▶ [Task instructions]:
Each line that includes "ConventionConfig" must be copied from the records.

▶ [Data]:
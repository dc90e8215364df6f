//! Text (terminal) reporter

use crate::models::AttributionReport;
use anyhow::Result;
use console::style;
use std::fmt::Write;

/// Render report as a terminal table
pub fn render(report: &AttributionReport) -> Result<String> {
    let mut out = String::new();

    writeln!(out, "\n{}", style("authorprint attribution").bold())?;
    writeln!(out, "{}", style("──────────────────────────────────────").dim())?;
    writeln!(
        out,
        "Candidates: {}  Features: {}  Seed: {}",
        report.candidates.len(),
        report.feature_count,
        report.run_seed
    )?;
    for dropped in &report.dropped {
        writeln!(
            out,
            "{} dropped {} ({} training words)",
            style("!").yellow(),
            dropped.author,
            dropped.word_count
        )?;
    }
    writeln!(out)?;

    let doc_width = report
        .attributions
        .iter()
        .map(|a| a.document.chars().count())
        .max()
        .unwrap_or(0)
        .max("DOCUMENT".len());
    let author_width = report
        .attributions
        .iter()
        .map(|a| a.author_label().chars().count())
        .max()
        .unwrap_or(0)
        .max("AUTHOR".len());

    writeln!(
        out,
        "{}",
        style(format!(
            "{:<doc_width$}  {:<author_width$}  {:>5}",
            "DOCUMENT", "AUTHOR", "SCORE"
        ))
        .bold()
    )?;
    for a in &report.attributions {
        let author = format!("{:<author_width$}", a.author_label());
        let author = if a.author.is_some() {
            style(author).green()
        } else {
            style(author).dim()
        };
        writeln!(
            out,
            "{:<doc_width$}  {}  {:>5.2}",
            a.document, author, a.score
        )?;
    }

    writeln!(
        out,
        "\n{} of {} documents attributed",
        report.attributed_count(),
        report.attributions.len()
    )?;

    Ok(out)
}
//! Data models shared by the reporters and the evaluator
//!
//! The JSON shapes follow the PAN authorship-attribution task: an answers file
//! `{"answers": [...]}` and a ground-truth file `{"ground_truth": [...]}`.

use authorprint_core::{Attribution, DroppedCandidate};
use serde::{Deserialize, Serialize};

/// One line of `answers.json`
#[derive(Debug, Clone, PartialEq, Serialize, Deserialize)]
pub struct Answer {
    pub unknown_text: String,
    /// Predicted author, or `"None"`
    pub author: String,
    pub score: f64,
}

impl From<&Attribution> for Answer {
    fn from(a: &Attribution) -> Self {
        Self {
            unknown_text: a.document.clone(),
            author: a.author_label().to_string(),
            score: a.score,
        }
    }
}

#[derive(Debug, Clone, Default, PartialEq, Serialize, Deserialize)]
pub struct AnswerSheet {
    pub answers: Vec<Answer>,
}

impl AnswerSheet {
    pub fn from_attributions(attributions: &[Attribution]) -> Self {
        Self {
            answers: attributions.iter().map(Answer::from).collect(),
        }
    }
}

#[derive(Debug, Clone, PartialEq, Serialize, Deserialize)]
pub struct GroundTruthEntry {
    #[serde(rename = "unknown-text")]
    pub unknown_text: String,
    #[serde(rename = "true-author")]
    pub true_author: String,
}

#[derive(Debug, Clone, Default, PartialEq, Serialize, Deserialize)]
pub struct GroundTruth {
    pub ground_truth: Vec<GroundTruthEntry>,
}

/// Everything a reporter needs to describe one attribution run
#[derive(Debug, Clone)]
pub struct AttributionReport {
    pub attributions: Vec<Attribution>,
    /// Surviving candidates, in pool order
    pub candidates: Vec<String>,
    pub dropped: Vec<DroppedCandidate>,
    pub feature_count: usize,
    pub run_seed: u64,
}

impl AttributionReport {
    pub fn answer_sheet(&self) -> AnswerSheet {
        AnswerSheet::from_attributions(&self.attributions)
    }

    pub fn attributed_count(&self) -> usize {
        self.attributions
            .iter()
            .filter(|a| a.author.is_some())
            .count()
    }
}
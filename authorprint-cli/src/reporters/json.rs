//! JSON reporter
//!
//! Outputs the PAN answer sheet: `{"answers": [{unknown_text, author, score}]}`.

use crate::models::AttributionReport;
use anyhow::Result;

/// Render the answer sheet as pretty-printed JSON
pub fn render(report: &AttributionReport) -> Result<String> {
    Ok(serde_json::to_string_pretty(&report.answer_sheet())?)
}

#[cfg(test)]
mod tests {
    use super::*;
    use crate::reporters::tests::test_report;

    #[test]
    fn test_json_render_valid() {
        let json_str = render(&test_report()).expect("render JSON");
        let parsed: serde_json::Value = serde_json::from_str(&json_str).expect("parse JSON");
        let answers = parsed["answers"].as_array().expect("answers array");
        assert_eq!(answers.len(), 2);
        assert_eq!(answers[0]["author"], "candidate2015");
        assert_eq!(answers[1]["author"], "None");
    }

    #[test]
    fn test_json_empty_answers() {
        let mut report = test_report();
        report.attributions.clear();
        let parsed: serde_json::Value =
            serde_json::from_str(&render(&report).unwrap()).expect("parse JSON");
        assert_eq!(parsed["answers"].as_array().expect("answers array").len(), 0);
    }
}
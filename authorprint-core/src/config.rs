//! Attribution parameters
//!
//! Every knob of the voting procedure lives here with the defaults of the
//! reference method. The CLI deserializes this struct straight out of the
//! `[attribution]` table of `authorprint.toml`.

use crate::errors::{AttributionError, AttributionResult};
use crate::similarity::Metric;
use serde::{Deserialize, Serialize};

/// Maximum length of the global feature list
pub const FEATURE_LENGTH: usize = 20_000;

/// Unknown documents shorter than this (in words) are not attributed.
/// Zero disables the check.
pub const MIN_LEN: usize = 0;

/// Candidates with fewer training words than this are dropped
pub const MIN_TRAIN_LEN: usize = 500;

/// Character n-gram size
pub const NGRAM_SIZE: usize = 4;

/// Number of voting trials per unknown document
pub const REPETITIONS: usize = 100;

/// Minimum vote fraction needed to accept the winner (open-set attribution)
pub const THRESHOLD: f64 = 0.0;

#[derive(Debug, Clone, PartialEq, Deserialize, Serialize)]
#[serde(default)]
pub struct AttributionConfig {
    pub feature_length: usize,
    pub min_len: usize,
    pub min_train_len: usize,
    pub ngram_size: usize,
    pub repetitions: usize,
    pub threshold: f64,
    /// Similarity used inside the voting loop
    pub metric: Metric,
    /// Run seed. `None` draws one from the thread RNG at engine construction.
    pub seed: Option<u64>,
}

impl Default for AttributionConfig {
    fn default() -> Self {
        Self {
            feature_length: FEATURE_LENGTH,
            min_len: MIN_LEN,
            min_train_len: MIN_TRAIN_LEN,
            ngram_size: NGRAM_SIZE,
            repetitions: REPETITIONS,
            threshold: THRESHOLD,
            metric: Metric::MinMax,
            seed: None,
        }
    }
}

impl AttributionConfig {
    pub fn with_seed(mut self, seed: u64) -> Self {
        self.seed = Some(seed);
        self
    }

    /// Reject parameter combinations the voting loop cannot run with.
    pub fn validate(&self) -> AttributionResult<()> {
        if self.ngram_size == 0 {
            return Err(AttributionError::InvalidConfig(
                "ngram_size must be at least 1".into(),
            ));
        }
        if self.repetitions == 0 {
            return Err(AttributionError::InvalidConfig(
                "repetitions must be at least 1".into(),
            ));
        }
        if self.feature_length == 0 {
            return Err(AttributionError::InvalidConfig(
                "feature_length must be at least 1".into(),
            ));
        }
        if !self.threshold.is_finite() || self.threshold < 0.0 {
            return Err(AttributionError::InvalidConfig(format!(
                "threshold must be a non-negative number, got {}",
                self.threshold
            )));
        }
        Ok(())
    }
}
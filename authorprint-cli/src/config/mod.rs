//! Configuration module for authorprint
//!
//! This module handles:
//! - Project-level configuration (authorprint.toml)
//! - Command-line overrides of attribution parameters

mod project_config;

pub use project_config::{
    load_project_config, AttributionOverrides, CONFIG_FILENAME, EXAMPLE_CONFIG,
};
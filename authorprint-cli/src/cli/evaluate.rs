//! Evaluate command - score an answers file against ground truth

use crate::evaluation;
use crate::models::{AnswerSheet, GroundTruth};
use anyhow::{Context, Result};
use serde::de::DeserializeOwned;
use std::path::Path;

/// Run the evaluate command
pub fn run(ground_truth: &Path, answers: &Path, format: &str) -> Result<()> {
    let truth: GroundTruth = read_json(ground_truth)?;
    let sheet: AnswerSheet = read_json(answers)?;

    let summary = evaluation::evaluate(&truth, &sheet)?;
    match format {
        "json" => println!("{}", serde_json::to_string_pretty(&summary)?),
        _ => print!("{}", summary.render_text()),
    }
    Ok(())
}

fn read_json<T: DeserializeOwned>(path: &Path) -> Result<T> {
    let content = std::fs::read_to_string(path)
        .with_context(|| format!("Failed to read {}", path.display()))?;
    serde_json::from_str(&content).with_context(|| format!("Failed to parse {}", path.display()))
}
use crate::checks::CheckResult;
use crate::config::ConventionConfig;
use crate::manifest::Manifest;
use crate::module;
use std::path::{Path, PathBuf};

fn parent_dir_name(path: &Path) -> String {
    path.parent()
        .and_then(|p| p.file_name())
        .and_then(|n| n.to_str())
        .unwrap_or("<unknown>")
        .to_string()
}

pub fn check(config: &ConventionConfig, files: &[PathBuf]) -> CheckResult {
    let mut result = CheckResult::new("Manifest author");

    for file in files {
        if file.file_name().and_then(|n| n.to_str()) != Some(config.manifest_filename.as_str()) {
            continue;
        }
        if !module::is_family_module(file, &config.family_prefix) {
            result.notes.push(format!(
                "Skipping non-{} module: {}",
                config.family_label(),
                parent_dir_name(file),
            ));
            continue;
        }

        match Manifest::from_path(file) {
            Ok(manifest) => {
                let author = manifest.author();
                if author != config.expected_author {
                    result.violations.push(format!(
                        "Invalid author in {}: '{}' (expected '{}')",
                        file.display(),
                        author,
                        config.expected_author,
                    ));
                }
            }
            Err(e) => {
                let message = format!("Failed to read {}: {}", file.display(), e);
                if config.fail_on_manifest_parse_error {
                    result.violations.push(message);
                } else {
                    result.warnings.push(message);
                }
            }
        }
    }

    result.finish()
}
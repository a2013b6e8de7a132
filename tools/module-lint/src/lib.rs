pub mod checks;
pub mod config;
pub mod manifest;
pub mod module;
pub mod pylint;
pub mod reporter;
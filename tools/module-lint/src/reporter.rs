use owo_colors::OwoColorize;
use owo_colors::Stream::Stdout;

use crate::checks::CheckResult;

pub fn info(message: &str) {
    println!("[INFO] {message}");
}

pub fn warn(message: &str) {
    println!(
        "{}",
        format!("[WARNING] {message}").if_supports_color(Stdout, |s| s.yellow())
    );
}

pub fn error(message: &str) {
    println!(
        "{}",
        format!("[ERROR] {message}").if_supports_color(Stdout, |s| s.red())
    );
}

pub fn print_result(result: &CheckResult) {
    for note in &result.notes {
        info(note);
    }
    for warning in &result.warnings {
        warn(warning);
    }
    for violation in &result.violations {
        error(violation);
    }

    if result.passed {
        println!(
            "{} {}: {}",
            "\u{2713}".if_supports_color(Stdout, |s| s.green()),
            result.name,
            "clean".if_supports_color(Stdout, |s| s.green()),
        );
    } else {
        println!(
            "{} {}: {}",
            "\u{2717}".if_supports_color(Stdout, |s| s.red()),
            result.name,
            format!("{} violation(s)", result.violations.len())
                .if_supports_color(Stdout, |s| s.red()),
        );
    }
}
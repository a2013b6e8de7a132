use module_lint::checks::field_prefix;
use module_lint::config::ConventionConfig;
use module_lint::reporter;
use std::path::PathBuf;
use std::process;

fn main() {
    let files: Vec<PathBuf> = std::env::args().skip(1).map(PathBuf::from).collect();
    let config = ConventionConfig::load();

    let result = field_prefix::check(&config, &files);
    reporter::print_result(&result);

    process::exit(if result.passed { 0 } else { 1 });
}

▶ [Expected output]:
use crate::config::ConventionConfig;
pub fn check(config: &ConventionConfig, files: &[PathBuf]) -> CheckResult {
use module_lint::config::ConventionConfig;
    let config = ConventionConfig::load();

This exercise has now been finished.